[Required action]
Go through the records and count the lines where the string "allow" occurs. Reply with the number only.

(Dataset entries)
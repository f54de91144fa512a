//! In-memory backend store
//!
//! Mutations are staged in a transaction buffer and only become visible to
//! readers on commit, so a batch is never observed half applied.

use std::collections::BTreeMap;
use std::sync::{Mutex, RwLock};

use anyhow::{anyhow, bail};

use crate::command::{Action, EntityType, MutationBatch};
use crate::store::BackendStore;

type Key = (EntityType, String);

#[derive(Debug, Default)]
pub struct MemoryStore {
    name: String,
    rows: RwLock<BTreeMap<Key, Vec<u8>>>,
    /// Staged changes, `None` marks a removal
    tx: Mutex<Option<BTreeMap<Key, Option<Vec<u8>>>>>,
}

impl MemoryStore {
    pub fn new(name: impl Into<String>) -> Self {
        MemoryStore {
            name: name.into(),
            ..Default::default()
        }
    }

    pub fn len(&self) -> usize {
        self.rows.read().unwrap().len()
    }

    pub fn is_empty(&self) -> bool {
        self.len() == 0
    }

    /// All rows ordered by key
    pub fn rows(&self) -> Vec<(EntityType, String, Vec<u8>)> {
        self.rows
            .read()
            .unwrap()
            .iter()
            .map(|((entity, id), value)| (*entity, id.clone(), value.clone()))
            .collect()
    }
}

impl BackendStore for MemoryStore {
    fn name(&self) -> &str {
        &self.name
    }

    fn begin_tx(&self) -> anyhow::Result<()> {
        let mut tx = self.tx.lock().unwrap();
        if tx.is_some() {
            bail!("store {} already has an open transaction", self.name);
        }
        *tx = Some(BTreeMap::new());
        Ok(())
    }

    fn mutate(&self, batch: &MutationBatch) -> anyhow::Result<()> {
        let mut tx = self.tx.lock().unwrap();
        let staged = tx
            .as_mut()
            .ok_or_else(|| anyhow!("store {} has no open transaction", self.name))?;
        let rows = self.rows.read().unwrap();

        for action in batch.actions() {
            let key = (action.entity, action.id.clone());
            match action.action {
                Action::Insert => {
                    staged.insert(key, Some(action.payload.clone()));
                }
                Action::Append => {
                    let current = match staged.get(&key) {
                        Some(value) => value.clone(),
                        None => rows.get(&key).cloned(),
                    };
                    let mut value = current.unwrap_or_default();
                    value.extend_from_slice(&action.payload);
                    staged.insert(key, Some(value));
                }
                Action::Eliminate | Action::Delete => {
                    staged.insert(key, None);
                }
            }
        }
        Ok(())
    }

    fn commit_tx(&self) -> anyhow::Result<()> {
        let staged = self
            .tx
            .lock()
            .unwrap()
            .take()
            .ok_or_else(|| anyhow!("store {} has no open transaction", self.name))?;
        let mut rows = self.rows.write().unwrap();
        for (key, value) in staged {
            match value {
                Some(value) => {
                    rows.insert(key, value);
                }
                None => {
                    rows.remove(&key);
                }
            }
        }
        Ok(())
    }

    fn rollback_tx(&self) -> anyhow::Result<()> {
        self.tx.lock().unwrap().take();
        Ok(())
    }

    fn get(&self, entity: EntityType, id: &str) -> Option<Vec<u8>> {
        self.rows
            .read()
            .unwrap()
            .get(&(entity, id.to_string()))
            .cloned()
    }

    fn snapshot(&self) -> anyhow::Result<Vec<u8>> {
        let rows = self.rows.read().unwrap();
        Ok(bincode::serialize(&*rows)?)
    }

    fn restore(&self, data: &[u8]) -> anyhow::Result<()> {
        let rows: BTreeMap<Key, Vec<u8>> = bincode::deserialize(data)?;
        *self.rows.write().unwrap() = rows;
        Ok(())
    }
}

#[cfg(test)]
mod tests {
    use super::*;

    fn apply(store: &MemoryStore, batch: &MutationBatch) {
        store.begin_tx().unwrap();
        store.mutate(batch).unwrap();
        store.commit_tx().unwrap();
    }

    #[test]
    fn test_staged_until_commit() {
        let store = MemoryStore::new("graph");
        let mut batch = MutationBatch::new();
        batch.insert(EntityType::Vertex, "v1", b"a".to_vec());

        store.begin_tx().unwrap();
        store.mutate(&batch).unwrap();
        assert!(store.get(EntityType::Vertex, "v1").is_none());
        store.commit_tx().unwrap();
        assert_eq!(store.get(EntityType::Vertex, "v1").unwrap(), b"a");
    }

    #[test]
    fn test_rollback_discards() {
        let store = MemoryStore::new("graph");
        let mut batch = MutationBatch::new();
        batch.insert(EntityType::Vertex, "v1", b"a".to_vec());

        store.begin_tx().unwrap();
        store.mutate(&batch).unwrap();
        store.rollback_tx().unwrap();
        assert!(store.is_empty());
        assert!(store.commit_tx().is_err());
    }

    #[test]
    fn test_actions() {
        let store = MemoryStore::new("graph");
        let mut batch = MutationBatch::new();
        batch
            .insert(EntityType::Vertex, "v1", b"a".to_vec())
            .append(EntityType::Vertex, "v1", b"b".to_vec())
            .append(EntityType::Edge, "e1", b"x".to_vec())
            .insert(EntityType::Vertex, "v2", b"c".to_vec())
            .eliminate(EntityType::Vertex, "v2");
        apply(&store, &batch);

        assert_eq!(store.get(EntityType::Vertex, "v1").unwrap(), b"ab");
        assert_eq!(store.get(EntityType::Edge, "e1").unwrap(), b"x");
        assert!(store.get(EntityType::Vertex, "v2").is_none());

        let mut batch = MutationBatch::new();
        batch.delete(EntityType::Vertex, "v1");
        apply(&store, &batch);
        assert_eq!(store.len(), 1);
    }

    #[test]
    fn test_snapshot_restore() {
        let store = MemoryStore::new("schema");
        let mut batch = MutationBatch::new();
        batch.insert(EntityType::VertexLabel, "person", b"{}".to_vec());
        apply(&store, &batch);
        let data = store.snapshot().unwrap();

        let other = MemoryStore::new("schema");
        other.restore(&data).unwrap();
        assert_eq!(other.rows(), store.rows());
        assert!(other.restore(b"not a snapshot").is_err());
    }
}
//! Raft service implementation
//!
//! Receives the raft message stream of each peer and feeds the local node.

use std::sync::Arc;

use protobuf::Message;
use raft::prelude::Message as RaftMessage;

use crate::context::ClusterContext;
use crate::pb::raft_service_server::RaftService;
use crate::pb::{PostDataRequest, PostDataResponse, ResultCode};

pub struct RaftServiceSVC {
    context: Arc<ClusterContext>,
}

impl RaftServiceSVC {
    pub fn new(context: Arc<ClusterContext>) -> Self {
        RaftServiceSVC { context }
    }
}

#[tonic::async_trait]
impl RaftService for RaftServiceSVC {
    async fn post_data(
        &self,
        request: tonic::Request<tonic::Streaming<PostDataRequest>>,
    ) -> Result<tonic::Response<PostDataResponse>, tonic::Status> {
        let mut stream = request.into_inner();
        // the stream lives as long as the peer connection, only the last
        // outcome is reported back
        let mut code = ResultCode::Ok;
        while let Some(request) = stream.message().await? {
            match RaftMessage::parse_from_bytes(request.data.as_slice()) {
                Ok(message) => {
                    if let Err(e) = self.context.step(message) {
                        log::warn!("raft step error: {}", e);
                        code = ResultCode::from(&e);
                    }
                }
                Err(e) => {
                    log::warn!("raft parse error: {}", e);
                    code = ResultCode::Fail;
                }
            }
        }
        let mut response = PostDataResponse::default();
        response.push_ret(code);
        Ok(tonic::Response::new(response))
    }
}
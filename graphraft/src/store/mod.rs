//! Local, non-replicated stores
//!
//! The replication layer sees a local store as an opaque transactional
//! mutation sink plus a read path and a snapshot primitive. Engines plug in by
//! implementing [`BackendStore`].

pub mod memory;

pub use memory::MemoryStore;

use crate::command::{EntityType, MutationBatch};

pub trait BackendStore: Send + Sync {
    fn name(&self) -> &str;

    /// Starts staging a batch. Only the state machine calls the mutation
    /// methods, one batch at a time.
    fn begin_tx(&self) -> anyhow::Result<()>;
    fn mutate(&self, batch: &MutationBatch) -> anyhow::Result<()>;
    fn commit_tx(&self) -> anyhow::Result<()>;
    fn rollback_tx(&self) -> anyhow::Result<()>;

    fn get(&self, entity: EntityType, id: &str) -> Option<Vec<u8>>;

    /// Serializes the whole store content
    fn snapshot(&self) -> anyhow::Result<Vec<u8>>;
    /// Replaces the store content with a snapshot produced by `snapshot`
    fn restore(&self, data: &[u8]) -> anyhow::Result<()>;
}
//! Cluster context
//!
//! One [`ClusterContext`] exists per consensus group (one group per graph).
//! It owns the group membership, the worker pools, the timeouts and the
//! registry of local stores, and it is the only place that answers "am I the
//! leader" and "what is my endpoint".

use std::sync::atomic::{AtomicBool, Ordering};
use std::sync::{Arc, Mutex, RwLock};
use std::time::Duration;

use once_cell::sync::OnceCell;
use raft::prelude::Message;
use tokio::sync::mpsc;
use tokio::task::JoinHandle;
use tokio::time::{self, Instant};

use crate::cache::{CacheEvent, CacheNotifier, Role};
use crate::command::{MutationBatch, StoreCommand, StoreType};
use crate::config::{GroupConfiguration, Peer, RaftConfig};
use crate::error::{Error, Phase, Result};
use crate::forwarder::LeaderForwarder;
use crate::pending::PendingRequests;
use crate::pool::{RejectPolicy, WorkerPool};
use crate::raft::proposal;
use crate::raft::{FileStorage, Node, NodeHandle, NodeStatus, RaftPaths};
use crate::raft_store::ReplicatedStore;
use crate::state_machine::{RoleFlags, StoreRegistry, StoreStateMachine};
use crate::store::BackendStore;
use crate::transport::Transport;

/// A member of the group and the role it is known to have
#[derive(Debug, Clone, PartialEq, Eq)]
pub struct PeerState {
    pub peer: Peer,
    pub role: Role,
}

/// Everything that exists only once the node is started
struct NodeRuntime {
    endpoint: Peer,
    node: NodeHandle,
    transport: Arc<dyn Transport>,
    forwarder: LeaderForwarder,
    read_index_pool: Arc<WorkerPool>,
    snapshot_pool: Arc<WorkerPool>,
    backend_pool: Arc<WorkerPool>,
    tasks: Mutex<Vec<JoinHandle<()>>>,
}
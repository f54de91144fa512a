//! Raft based replication for the stores of a graph database
//!
//! Each graph owns one consensus group. Writes to its schema, graph and
//! system stores are proposed to the group leader, replicated and applied on
//! every node; reads are served from the local copy, optionally after a read
//! index confirmed it is current.

/// Protocol buffer definitions shared by the RPC services
#[allow(clippy::module_inception)]
pub mod pb {
    tonic::include_proto!("graphraft");
}

pub mod cache;
pub mod command;
pub mod config;
pub mod context;
pub mod error;
pub mod forwarder;
pub mod metrics;
pub mod pending;
pub mod pool;
pub mod raft;
pub mod raft_client;
pub mod raft_service;
pub mod raft_store;
pub mod server;
pub mod state_machine;
pub mod store;
pub mod store_service;
pub mod transport;

#[cfg(test)]
mod cluster_tests;

pub use context::ClusterContext;
pub use error::{Error, Phase, Result};
pub use raft_store::ReplicatedStore;
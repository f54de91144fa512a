use std::sync::Arc;
use std::time::Duration;

use tokio::time;

use crate::command::StoreType;
use crate::config::Peer;
use crate::error::{Error, Phase, Result};
use crate::metrics;
use crate::transport::Transport;

/// Ships writes that land on a follower to the leader. Reads are never
/// forwarded.
pub struct LeaderForwarder {
    transport: Arc<dyn Transport>,
    timeout: Duration,
}

impl LeaderForwarder {
    pub fn new(transport: Arc<dyn Transport>, timeout: Duration) -> Self {
        LeaderForwarder { transport, timeout }
    }

    /// Returns the index the leader applied the batch at. A `NotLeader`
    /// answer means `leader` was stale.
    pub async fn forward(&self, leader: &Peer, store: StoreType, batch: Vec<u8>) -> Result<u64> {
        metrics::record_metrics("forward", || async {
            log::debug!("Forward {} batch to leader {}", store, leader);
            match time::timeout(self.timeout, self.transport.forward(leader, store, batch)).await {
                Ok(result) => result,
                Err(_) => Err(Error::Timeout(Phase::Forward)),
            }
        })
        .await
    }
}
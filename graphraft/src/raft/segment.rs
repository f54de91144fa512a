use serde::{Deserialize, Serialize};
use std::fs::{self, File, OpenOptions};
use std::io::{self, Read, Seek, SeekFrom, Write};
use std::path::{Path, PathBuf};

const HEADER_SIZE: u64 = 16; // 8 bytes for min index + 8 bytes for max index
const RECORD_HEADER_SIZE: u64 = 16; // 8 bytes for entry index + 8 bytes for entry size

/// An append-only file of raft log records.
///
/// Records are written in the order raft hands them over, including
/// overwrites of a conflicting tail, so replaying every segment in sequence
/// rebuilds the log.
#[derive(Debug)]
pub struct Segment {
    file: File,
    path: PathBuf,
    min_index: u64,
    max_index: u64,
    size: u64,
}

#[derive(Debug, Serialize, Deserialize)]
struct SegmentHeader {
    min_index: u64,
    max_index: u64,
}

impl Segment {
    pub fn open<P: AsRef<Path>>(path: P) -> io::Result<Self> {
        let file = OpenOptions::new()
            .read(true)
            .write(true)
            .create(true)
            .open(&path)?;

        let mut segment = Segment {
            file,
            path: path.as_ref().to_path_buf(),
            min_index: 0,
            max_index: 0,
            size: HEADER_SIZE,
        };

        if segment.file.metadata()?.len() == 0 {
            segment.write_header()?;
        } else {
            segment.read_header()?;
            segment.size = segment.file.metadata()?.len();
        }

        Ok(segment)
    }

    fn write_header(&mut self) -> io::Result<()> {
        let header = SegmentHeader {
            min_index: self.min_index,
            max_index: self.max_index,
        };

        let header_bytes =
            bincode::serialize(&header).map_err(|e| io::Error::new(io::ErrorKind::Other, e))?;

        self.file.seek(SeekFrom::Start(0))?;
        self.file.write_all(&header_bytes)?;
        Ok(())
    }

    fn read_header(&mut self) -> io::Result<()> {
        self.file.seek(SeekFrom::Start(0))?;
        let mut header_bytes = vec![0u8; HEADER_SIZE as usize];
        self.file.read_exact(&mut header_bytes)?;

        let header: SegmentHeader = bincode::deserialize(&header_bytes)
            .map_err(|e| io::Error::new(io::ErrorKind::Other, e))?;

        self.min_index = header.min_index;
        self.max_index = header.max_index;
        Ok(())
    }

    /// Appends `(index, bytes)` records and flushes them to disk
    pub fn append(&mut self, records: &[(u64, Vec<u8>)]) -> io::Result<()> {
        if records.is_empty() {
            return Ok(());
        }
        self.file.seek(SeekFrom::Start(self.size))?;

        let mut buf = Vec::new();
        for (index, data) in records {
            buf.extend_from_slice(&index.to_le_bytes());
            buf.extend_from_slice(&(data.len() as u64).to_le_bytes());
            buf.extend_from_slice(data);

            if self.min_index == 0 || *index < self.min_index {
                self.min_index = *index;
            }
            self.max_index = self.max_index.max(*index);
        }
        self.file.write_all(&buf)?;
        self.size += buf.len() as u64;

        self.write_header()?;
        self.file.sync_data()?;
        Ok(())
    }

    /// Reads every complete record. A torn record at the tail, left by a crash
    /// in the middle of an append, is cut off.
    pub fn read_all(&mut self) -> io::Result<Vec<(u64, Vec<u8>)>> {
        let len = self.file.metadata()?.len();
        let mut records = Vec::new();
        let mut pos = HEADER_SIZE;

        self.file.seek(SeekFrom::Start(pos))?;
        while pos + RECORD_HEADER_SIZE <= len {
            let mut header = [0u8; RECORD_HEADER_SIZE as usize];
            self.file.read_exact(&mut header)?;
            let index = u64::from_le_bytes(header[..8].try_into().unwrap_or_default());
            let size = u64::from_le_bytes(header[8..].try_into().unwrap_or_default());
            if pos + RECORD_HEADER_SIZE + size > len {
                break;
            }
            let mut data = vec![0u8; size as usize];
            self.file.read_exact(&mut data)?;
            records.push((index, data));
            pos += RECORD_HEADER_SIZE + size;
        }

        if pos < len {
            log::warn!(
                "Truncating torn tail of raft log segment {:?} at {}",
                self.path,
                pos
            );
            self.file.set_len(pos)?;
        }
        self.size = pos;
        Ok(records)
    }

    pub fn min_index(&self) -> u64 {
        self.min_index
    }

    pub fn max_index(&self) -> u64 {
        self.max_index
    }

    pub fn size(&self) -> u64 {
        self.size
    }

    pub fn is_empty(&self) -> bool {
        self.size == HEADER_SIZE
    }

    pub fn remove(self) -> io::Result<()> {
        let path = self.path.clone();
        drop(self);
        fs::remove_file(path)
    }
}

#[cfg(test)]
mod tests {
    use super::*;
    use tempfile::TempDir;

    #[test]
    fn test_segment_creation() {
        let dir = TempDir::new().unwrap();
        let segment = Segment::open(dir.path().join("segment_1.log")).unwrap();

        assert_eq!(segment.min_index(), 0);
        assert_eq!(segment.max_index(), 0);
        assert!(segment.is_empty());
    }

    #[test]
    fn test_segment_append_and_reopen() {
        let dir = TempDir::new().unwrap();
        let path = dir.path().join("segment_1.log");
        {
            let mut segment = Segment::open(&path).unwrap();
            segment
                .append(&[(1, b"first entry".to_vec()), (2, b"second entry".to_vec())])
                .unwrap();
            segment.append(&[(2, b"overwritten".to_vec())]).unwrap();
            assert_eq!(segment.max_index(), 2);
        }

        let mut segment = Segment::open(&path).unwrap();
        assert_eq!(segment.min_index(), 1);
        assert_eq!(segment.max_index(), 2);
        let records = segment.read_all().unwrap();
        assert_eq!(
            records,
            vec![
                (1, b"first entry".to_vec()),
                (2, b"second entry".to_vec()),
                (2, b"overwritten".to_vec()),
            ]
        );
    }

    #[test]
    fn test_segment_torn_tail() {
        let dir = TempDir::new().unwrap();
        let path = dir.path().join("segment_1.log");
        {
            let mut segment = Segment::open(&path).unwrap();
            segment.append(&[(1, b"whole".to_vec())]).unwrap();
        }
        {
            let mut file = OpenOptions::new().append(true).open(&path).unwrap();
            file.write_all(&2u64.to_le_bytes()).unwrap();
            file.write_all(&100u64.to_le_bytes()).unwrap();
            file.write_all(b"torn").unwrap();
        }

        let mut segment = Segment::open(&path).unwrap();
        assert_eq!(segment.read_all().unwrap(), vec![(1, b"whole".to_vec())]);
        segment.append(&[(2, b"again".to_vec())]).unwrap();
        assert_eq!(segment.read_all().unwrap().len(), 2);
    }
}
#![allow(clippy::field_reassign_with_default)]

use tokio::sync::oneshot;
use tokio::sync::oneshot::Receiver;
use tokio::sync::oneshot::Sender;

use raft::prelude::*;

use crate::error::{Error, Result};

/// A request handed to the raft loop
pub enum Proposal {
    /// Entry data, answered with the log index it was appended at
    Normal {
        data: Vec<u8>,
        accepted: Sender<Result<u64>>,
    },
    /// Membership change, answered once the change is applied
    ConfChange {
        cc: ConfChange,
        applied: Sender<Result<()>>,
    },
    TransferLeader {
        transferee: u64,
        done: Sender<Result<()>>,
    },
    /// Answered with the read index once the local apply cursor reached it
    ReadIndex { ready: Sender<Result<u64>> },
}

impl Proposal {
    pub fn normal(data: Vec<u8>) -> (Self, Receiver<Result<u64>>) {
        let (tx, rx) = oneshot::channel();
        (Proposal::Normal { data, accepted: tx }, rx)
    }

    pub fn conf_change(cc: &ConfChange) -> (Self, Receiver<Result<()>>) {
        let (tx, rx) = oneshot::channel();
        let proposal = Proposal::ConfChange {
            cc: cc.clone(),
            applied: tx,
        };
        (proposal, rx)
    }

    pub fn transfer_leader(transferee: u64) -> (Self, Receiver<Result<()>>) {
        let (tx, rx) = oneshot::channel();
        let proposal = Proposal::TransferLeader {
            transferee,
            done: tx,
        };
        (proposal, rx)
    }

    pub fn read_index() -> (Self, Receiver<Result<u64>>) {
        let (tx, rx) = oneshot::channel();
        (Proposal::ReadIndex { ready: tx }, rx)
    }

    pub fn reject(self, error: Error) {
        match self {
            Proposal::Normal { accepted, .. } => {
                let _ = accepted.send(Err(error));
            }
            Proposal::ConfChange { applied, .. } => {
                let _ = applied.send(Err(error));
            }
            Proposal::TransferLeader { done, .. } => {
                let _ = done.send(Err(error));
            }
            Proposal::ReadIndex { ready } => {
                let _ = ready.send(Err(error));
            }
        }
    }
}

/// Builds an add-node change carrying the new peer's address
pub fn add_node(id: u64, addr: &str) -> ConfChange {
    let mut cc = ConfChange::default();
    cc.node_id = id;
    cc.set_change_type(ConfChangeType::AddNode);
    cc.context = addr.as_bytes().to_vec().into();
    cc
}

pub fn remove_node(id: u64) -> ConfChange {
    let mut cc = ConfChange::default();
    cc.node_id = id;
    cc.set_change_type(ConfChangeType::RemoveNode);
    cc
}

[Reply]
2